DETROIT: Amid posting a lower net profit and margin than a year earlier, General Motors (GM) confirmed its profitability estimates for 2022, despite growing costs and supply chain instability.
Here’s how General Motors fared against Wall Street’s expectations
Adjusted EPS: $2.09 vs $1.68, as per Refinitiv consensus estimates
Revenue: $35.98 billion vs $37.01 billion, as per Refinitiv consensus estimates
GM raised its net income forecasts from $9.4 billion to $10.8 billion to $9.6 billion to $11.2 billion, reaffirming its pretax adjusted earnings prediction of between $13 billion and $15 billion for the year. Its profit margin in the first quarter was 8.2 percent, down from 9.3 percent a year ago.
GM also raised its full-year adjusted profits per share guidance to $6.50 to $7.50 per share, up from $6.25 to $7.25 per share before. The firm increased its ownership position in its Cruise autonomous car unit and included the operation’s losses in its consolidated income tax return, resulting in the adjustment.

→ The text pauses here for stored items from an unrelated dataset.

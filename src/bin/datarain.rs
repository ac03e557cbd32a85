use std::path::PathBuf;

use anyhow::Context as _;
use clap::{Args, Parser, Subcommand};

#[derive(Parser, Debug)]
#[command(name = "datarain", version, about = "Render the data rain header animation")]
struct Cli {
    /// More log output on stderr (-v debug, -vv trace).
    #[arg(short, long, action = clap::ArgAction::Count, global = true)]
    verbose: u8,

    #[command(subcommand)]
    cmd: Command,
}

#[derive(Subcommand, Debug)]
enum Command {
    /// Render the full animation as a looping GIF.
    Render(RenderArgs),
    /// Render a single frame as a PNG.
    Frame(FrameArgs),
    /// Print the effective configuration as JSON.
    DumpConfig(ConfigArgs),
}

#[derive(Args, Debug)]
struct ConfigArgs {
    /// JSON configuration; missing fields keep their defaults.
    #[arg(long)]
    config: Option<PathBuf>,

    /// Override the glyph selection seed.
    #[arg(long)]
    seed: Option<u64>,
}

#[derive(Args, Debug)]
struct RenderArgs {
    #[command(flatten)]
    config: ConfigArgs,

    /// Output GIF path (defaults to `out_path` from the configuration).
    #[arg(long)]
    out: Option<PathBuf>,
}

#[derive(Args, Debug)]
struct FrameArgs {
    #[command(flatten)]
    config: ConfigArgs,

    /// Frame index (0-based).
    #[arg(long)]
    frame: u64,

    /// Output PNG path.
    #[arg(long)]
    out: PathBuf,
}

fn main() -> anyhow::Result<()> {
    let cli = Cli::parse();
    init_tracing(cli.verbose);
    match cli.cmd {
        Command::Render(args) => cmd_render(args),
        Command::Frame(args) => cmd_frame(args),
        Command::DumpConfig(args) => cmd_dump_config(args),
    }
}

fn init_tracing(verbose: u8) {
    let level = match verbose {
        0 => tracing::Level::INFO,
        1 => tracing::Level::DEBUG,
        _ => tracing::Level::TRACE,
    };
    tracing_subscriber::fmt()
        .with_max_level(level)
        .with_writer(std::io::stderr)
        .init();
}

fn load_config(args: &ConfigArgs) -> anyhow::Result<datarain::RainConfig> {
    let mut cfg = match &args.config {
        Some(path) => datarain::RainConfig::from_json_file(path)?,
        None => datarain::RainConfig::default(),
    };
    if let Some(seed) = args.seed {
        cfg.seed = seed;
    }
    cfg.validate()?;
    Ok(cfg)
}

fn cmd_render(args: RenderArgs) -> anyhow::Result<()> {
    let cfg = load_config(&args.config)?;
    let out = datarain::generate_to_file(&cfg, args.out.as_deref())?;
    eprintln!("wrote {}", out.display());
    Ok(())
}

fn cmd_frame(args: FrameArgs) -> anyhow::Result<()> {
    let cfg = load_config(&args.config)?;
    let range = cfg.frame_range()?;
    if !range.contains(datarain::FrameIndex(args.frame)) {
        anyhow::bail!(
            "frame {} out of range (total_frames = {})",
            args.frame,
            cfg.total_frames
        );
    }

    let fonts = datarain::FontStore::new(cfg.font_path.clone());
    let mut surface = datarain::CpuSurface::new(cfg.canvas(), fonts)?;
    let (frame, glyphs) =
        datarain::render_frame(&cfg, datarain::FrameIndex(args.frame), &mut surface)?;
    tracing::debug!(frame = args.frame, glyphs, "frame rendered");

    datarain::ensure_parent_dir(&args.out)?;
    image::save_buffer_with_format(
        &args.out,
        &frame.to_straight_rgba8(),
        frame.width,
        frame.height,
        image::ColorType::Rgba8,
        image::ImageFormat::Png,
    )
    .with_context(|| format!("write png '{}'", args.out.display()))?;

    eprintln!("wrote {}", args.out.display());
    Ok(())
}

fn cmd_dump_config(args: ConfigArgs) -> anyhow::Result<()> {
    let cfg = load_config(&args)?;
    println!("{}", cfg.to_json_pretty()?);
    Ok(())
}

Unadjusted net income for the first quarter was $2.9 billion, down from $3 billion a year earlier. For the first quarter, the automaker posted pretax adjusted earnings of $4 billion, down from $4.4 billion a year ago.
GM is one of the first big automakers to announce its first-quarter earnings. The report is being eagerly watched by investors as an indicator of the auto industry’s continued production and supply chain issues.
In addition to inflation and other macroeconomic challenges, the global automobile sector has been dealing with supply chain issues caused by the coronavirus epidemic for more than a year, particularly with shortages of critical semiconductor chips used in vehicles.
Despite the issues, General Motors has stated that it aims to produce 25% to 30% more vehicles this year than last year.
While GM, which essentially abandoned Europe several years ago, has not been hit as hard as other automakers by the conflict in Ukraine, it has been grappling with recent manufacturing closures in China due to Covid-19 breakouts.
Because the government has designated vehicle manufacturing as an important operation during lockdowns, GM CEO Mary Barra said the company is “cautiously optimistic” about its production in China.
Investors are especially interested in hearing about any progress or updates on GM’s ambitions for autonomous and electrified vehicles, which include a $35 billion investment anticipated through 2025. GM normally does not break out such expenditures on a quarterly basis, while rival Ford Motor has committed to start doing so next year.
Since introducing a new electric version of its Chevrolet Silverado pickup in January, GM said it had received approximately 140,000 reservations. Next year, the vehicle is slated to hit the market.
So far in 2022, General Motors stock has lost almost 34% of its value. Its market capitalization is now under $55 billion, down from over $90 billion at the start of the year.